The UK in a Changing Europe provides independent impartial information, from leading academics, on the UK’s relations with the EU.

This article is written by them to help people understand the potential different impacts of a remain or leave vote.

The views do not necessarily represent those of ITV News

Food

  • Strengths

EU laws also protect the names of certain traditional products, like Cornish pasties

The EU has helped improve food standards. EU rules require that food is safe along the whole food chain – ‘from farm to fork’.

By the time they reach the shop, all food products must meet labelling requirements so that consumers are properly informed about the food they buy.

Having a single set of rules across the EU makes it easier to trade between EU countries – and consumers know that the food will be safe no matter where they buy it.

EU food law has led to a significant increase in the variety of goods sold in our shops with benefits for consumer choice and health. And having common rules makes it is easier for national regulators to work with each other across borders.
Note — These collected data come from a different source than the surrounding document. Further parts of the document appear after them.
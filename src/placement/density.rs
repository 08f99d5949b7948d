//! Automatic placement density.
//!
//! Each level maps to a fixed sequence of zero-based unit indices. The
//! sequences are a contract, pinned by golden tests below.

use serde::{Deserialize, Serialize};

/// Indices stop below this bound at every level.
pub const MAX_UNIT_INDEX: usize = 102;

/// Density level 1 (sparsest) to 5 (densest).
#[derive(Debug, Clone, Copy, PartialEq, Eq, PartialOrd, Ord, Hash, Serialize, Deserialize)]
#[serde(from = "i64", into = "i64")]
pub struct DensityLevel(u8);

impl DensityLevel {
    pub const LOWEST: DensityLevel = DensityLevel(1);
    pub const MODERATE: DensityLevel = DensityLevel(3);
    pub const HIGHEST: DensityLevel = DensityLevel(5);

    /// Out-of-range input falls back to the moderate level.
    pub fn new(level: i64) -> Self {
        match level {
            1..=5 => DensityLevel(level as u8),
            _ => Self::MODERATE,
        }
    }

    pub fn get(self) -> u8 {
        self.0
    }

    /// Zero-based unit indices for this level.
    pub fn indices(self) -> Vec<usize> {
        match self.0 {
            5 => (0..MAX_UNIT_INDEX).collect(),
            4 => (0..MAX_UNIT_INDEX).step_by(2).collect(),
            2 => [0, 2, 5]
                .into_iter()
                .chain((8..MAX_UNIT_INDEX).step_by(4))
                .collect(),
            1 => (0..MAX_UNIT_INDEX).step_by(5).collect(),
            _ => [0, 2, 4]
                .into_iter()
                .chain((6..MAX_UNIT_INDEX).step_by(3))
                .collect(),
        }
    }
}

impl Default for DensityLevel {
    fn default() -> Self {
        Self::MODERATE
    }
}

impl From<i64> for DensityLevel {
    fn from(level: i64) -> Self {
        DensityLevel::new(level)
    }
}

impl From<DensityLevel> for i64 {
    fn from(level: DensityLevel) -> Self {
        level.0 as i64
    }
}

/// Unit indices for a raw level; see [`DensityLevel::indices`].
pub fn density_indices(level: i64) -> Vec<usize> {
    DensityLevel::new(level).indices()
}
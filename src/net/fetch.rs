use std::time::Duration;

use url::Url;

use crate::error::CatalogError;
use crate::net::{CatalogSnapshot, CatalogSource};

const USER_AGENT: &str = concat!("placement-engine/", env!("CARGO_PKG_VERSION"));

/// Catalog fetched from the backend over HTTP (blocking).
pub struct HttpCatalogSource {
    endpoint: Url,
    client: reqwest::blocking::Client,
}

impl HttpCatalogSource {
    pub fn new(endpoint: &str) -> Result<Self, CatalogError> {
        // Bare hosts are taken as https.
        let endpoint = if !endpoint.starts_with("http://") && !endpoint.starts_with("https://") {
            format!("https://{}", endpoint)
        } else {
            endpoint.to_string()
        };
        let endpoint = Url::parse(&endpoint)?;

        let client = reqwest::blocking::Client::builder()
            .user_agent(USER_AGENT)
            .timeout(Duration::from_secs(15))
            .redirect(reqwest::redirect::Policy::limited(10))
            .build()
            .map_err(|e| CatalogError::Http(format!("client error: {}", e)))?;

        Ok(Self { endpoint, client })
    }

    pub fn endpoint(&self) -> &Url {
        &self.endpoint
    }

    /// Request URL for `domain`.
    pub fn catalog_url(&self, domain: &str) -> Url {
        let mut url = self.endpoint.clone();
        url.query_pairs_mut().append_pair("domain", domain);
        url
    }
}

impl CatalogSource for HttpCatalogSource {
    fn load_catalog(&self, domain: &str) -> Result<CatalogSnapshot, CatalogError> {
        let url = self.catalog_url(domain);
        log::debug!("Fetching placement catalog from {}", url);

        let response = self
            .client
            .get(url.as_str())
            .header("Accept", "application/json")
            .send()
            .map_err(|e| CatalogError::Http(e.to_string()))?;

        let status = response.status();
        if !status.is_success() {
            return Err(CatalogError::Status(status.as_u16()));
        }

        let body = response
            .text()
            .map_err(|e| CatalogError::Http(format!("failed to read body: {}", e)))?;
        CatalogSnapshot::from_json(&body)
    }
}

#[cfg(test)]
mod tests {
    use super::*;

    #[test]
    fn builds_domain_query() {
        let source = HttpCatalogSource::new("ads.example.com/v1/catalog?format=json").unwrap();
        assert_eq!(source.endpoint().scheme(), "https");
        let url = source.catalog_url("my blog.org");
        assert_eq!(
            url.as_str(),
            "https://ads.example.com/v1/catalog?format=json&domain=my+blog.org"
        );
    }

    #[test]
    fn rejects_bad_endpoint() {
        assert!(matches!(
            HttpCatalogSource::new("http://[::1"),
            Err(CatalogError::InvalidUrl(_))
        ));
    }
}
If food at one site is leading to food poisoning elsewhere in the EU, it is possible to identify the source quickly and make sure it does not spread further.

EU laws also protect the names of certain traditional products, like Cornish pasties and Welsh lamb. This ensures that consumers are not misled and producers’ reputations are protected.

  • Weaknesses

Long supply chains may make it more difficult to discover food fraud, such as the horsemeat scandal.

The Common Agricultural Policy (CAP) is costly and inefficient in many ways. It pushes up prices for consumers, disadvantages farmers in developing countries and is not always environmentally friendly.

For example, the ‘farm to fork’ system of food safety may discriminate against small businesses that cannot control what happens to food across the product cycle. EU rules tend to promote integrated food chains controlled by large retailers and distributors.

These longer supply chains – the different steps in taking food from ‘farm to fork’ – reach across many countries inside (and outside) the EU’s single market.

Because of this, it may be more difficult to discover food fraud, such as the horsemeat scandal. EU food safety law has historically focused more on preventing food poisoning than on the nutritional content of food.

And as the EU food market remains protected, this means that consumers sometimes have to pay for more expensive products from other EU countries instead of cheaper non-EU alternatives.

  • Opportunities

A genetically modified maize crop

Over the past 15 years, the CAP has become less expensive and more market-friendly.

Subsidies are no longer linked to the level of production, which in the past led to overproduction, resulting in butter mountains and wine lakes.

British food safety regulators have been at the centre of food safety developments within the EU, contributing to the overall improvement of food in Britain and the rest of the EU.

If Britain remained in the EU, this work could continue. If Britain left the EU, it would be able to reassess its regulations on animal health and welfare, food, labelling and standards.

Having national laws replacing the current ones set at EU level could result in less costly and burdensome rules. There might also be an opportunity to explore more innovative methods in food production, including genetically modified organisms and other new foods.

  • Threats

Food would still have to meet EU standard and labelling requirements to be sold in the EU

If the UK stays in the EU, the emphasis on competitiveness, partly brought about by David Cameron’s renegotiation, may put a downward pressure on food quality and food safety standards.

If the UK leaves the EU, food produced in the UK to be sold in the EU would still have to meet EU product standard and labelling requirements, which might make it more expensive to produce.

If the UK becomes a part of the EEA, it could feed into these standard-setting processes, but would not be able to vote on them.

A ‘Brexit’ could also make the UK more vulnerable to pressure from the United States to lower food standards, something which the EU has resisted for two decades.